Self-esteem is the judgment one makes about one’s capacity to cope with the basic challenges of life, such as thinking, learning, deciding and responding adequately to change. It means having confidence in the efficacy of your mind. If one is not confident in his capacity to evaluate reality (perceiving and thinking about it), one will tend to rely on the opinion of other people and will repudiate his own perceptions.

The reaction of a person to the facts of reality depends on the perception that he has of these facts. Everybody is free to interpret what happens in his life in the manner he wishes. Even if you cannot avoid the effects of what happens to you, you can choose what to think about what is happening. If you are not confident on your capacity to rightly perceive reality, you may desist from doing it yourself, and decide to rely on some other person’s perception.

You can deny your own perceptions because you lack the conviction that what you perceive is the truth. If you are told by a figure of authority that what you think is wrong, and this is repeated over and over again, then you may finally desist from thinking by your own.

Self-esteem is more than just a warm feeling about oneself. It is a cognitive attitude and it entails to operate with responsibility. To evaluate the consequences of your actions, you must consider reality. If you neglect reality, you are not in conditions to evaluate the outcome of your actions and, hence, you are not acting with responsibility.

It can be learned to operate one’s mind having reality on focus–which means to live consciously. However, if one regularly experiments pain as a result of being conscious, one may choose not to be conscious. Living consciously means to seek any information that may be important to your values and goals. It also means trying to understand yourself, so that you do not act against your interest.

To be able to build a high self-esteem one must adopt a series of behaviors that includes avoiding his own repudiation. If one pays excessive attention to other people’s opinions and values, one may end denying one’s thoughts and emotions, replacing whatever could be one’s goals with the goals of other people.

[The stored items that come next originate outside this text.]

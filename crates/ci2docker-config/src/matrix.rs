//! Environment matrix expansion.
//!
//! The `env` stage comes in two shapes:
//! - a flat list, where every entry is one matrix combination
//! - a mapping with `global` entries shared by every combination and
//!   `matrix` entries, one per combination
//!
//! Structured `global` entries (e.g. `secure: ...`) need out-of-band
//! decryption and are dropped from the resolved environment.

use crate::ci::scalar_to_string;
use crate::{ConfigError, ConfigResult};
use ci2docker_core::{EnvironmentVariant, Stage};
use serde_yaml::Value;
use std::path::{Path, PathBuf};

/// The parsed `env` stage.
#[derive(Debug, Clone, Default, PartialEq, Eq)]
pub struct EnvMatrix {
    globals: String,
    entries: Vec<String>,
    skipped_secure: usize,
}

impl EnvMatrix {
    /// Parse the raw `env` value of a CI document.
    pub fn from_value(value: &Value) -> ConfigResult<Self> {
        match value {
            Value::Null => Ok(Self::default()),
            Value::Mapping(mapping) => {
                let (globals, skipped_secure) = match mapping.get("global") {
                    Some(global) => parse_globals(global),
                    None => (String::new(), 0),
                };
                let entries = match mapping.get("matrix") {
                    Some(matrix) => parse_matrix(matrix)?,
                    None => Vec::new(),
                };
                Ok(Self {
                    globals,
                    entries,
                    skipped_secure,
                })
            }
            // Older documents list the matrix directly.
            other => Ok(Self {
                entries: parse_matrix(other)?,
                ..Self::default()
            }),
        }
    }

    /// Plain global assignments joined by single spaces.
    pub fn globals(&self) -> &str {
        &self.globals
    }

    /// Number of structured global entries that were dropped.
    pub fn skipped_secure(&self) -> usize {
        self.skipped_secure
    }

    /// Number of variants this matrix yields.
    pub fn len(&self) -> usize {
        self.entries.len()
    }

    pub fn is_empty(&self) -> bool {
        self.entries.is_empty()
    }

    /// Resolved environment strings, in matrix order.
    pub fn resolved(&self) -> impl Iterator<Item = String> + '_ {
        self.entries
            .iter()
            .map(|entry| resolve(&self.globals, entry))
    }

    /// Consume the matrix into its variants, each with a directory under `root`
    /// named after its ordinal.
    pub fn into_variants(self, root: &Path) -> Variants {
        Variants {
            globals: self.globals,
            entries: self.entries.into_iter(),
            root: root.to_path_buf(),
            next_ordinal: 1,
        }
    }
}

/// Lazy sequence of environment variants.
#[derive(Debug)]
pub struct Variants {
    globals: String,
    entries: std::vec::IntoIter<String>,
    root: PathBuf,
    next_ordinal: usize,
}

impl Iterator for Variants {
    type Item = EnvironmentVariant;

    fn next(&mut self) -> Option<Self::Item> {
        let entry = self.entries.next()?;
        let ordinal = self.next_ordinal;
        self.next_ordinal += 1;

        Some(EnvironmentVariant {
            ordinal,
            env: resolve(&self.globals, &entry),
            work_dir: self.root.join(ordinal.to_string()),
        })
    }

    fn size_hint(&self) -> (usize, Option<usize>) {
        self.entries.size_hint()
    }
}

impl ExactSizeIterator for Variants {}

fn resolve(globals: &str, entry: &str) -> String {
    format!("{} {}", globals, entry).trim().to_string()
}

fn parse_globals(value: &Value) -> (String, usize) {
    let items: &[Value] = match value {
        Value::Null => &[],
        Value::Sequence(items) => items,
        other => std::slice::from_ref(other),
    };

    let mut globals = String::new();
    let mut skipped = 0;
    for item in items {
        match item {
            Value::String(s) => {
                globals.push(' ');
                globals.push_str(s);
            }
            Value::Mapping(_) | Value::Tagged(_) | Value::Sequence(_) => skipped += 1,
            scalar => {
                if let Some(s) = scalar_to_string(scalar) {
                    globals.push(' ');
                    globals.push_str(&s);
                }
            }
        }
    }

    (globals.trim().to_string(), skipped)
}

fn parse_matrix(value: &Value) -> ConfigResult<Vec<String>> {
    match value {
        Value::Null => Ok(Vec::new()),
        Value::Sequence(items) => items
            .iter()
            .enumerate()
            .map(|(index, item)| {
                scalar_to_string(item).ok_or_else(|| {
                    ConfigError::malformed(
                        Stage::Env.name(),
                        format!("matrix entry {} is not a string", index + 1),
                    )
                })
            })
            .collect(),
        other => scalar_to_string(other).map(|s| vec![s]).ok_or_else(|| {
            ConfigError::malformed(Stage::Env.name(), "matrix must be a list of strings")
        }),
    }
}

By choosing your own goals and selecting the actions necessary to reach them, you can create the conditions to build self-esteem whether or not the goals are accomplished. It is better to fail trying to achieve goals that one set than to succeed in achieving goals set by the others. The same apply to standing up for your ideas–in appropriate ways and appropriate contexts–as opposed to faking the reality of who you are in order to avoid disapproval.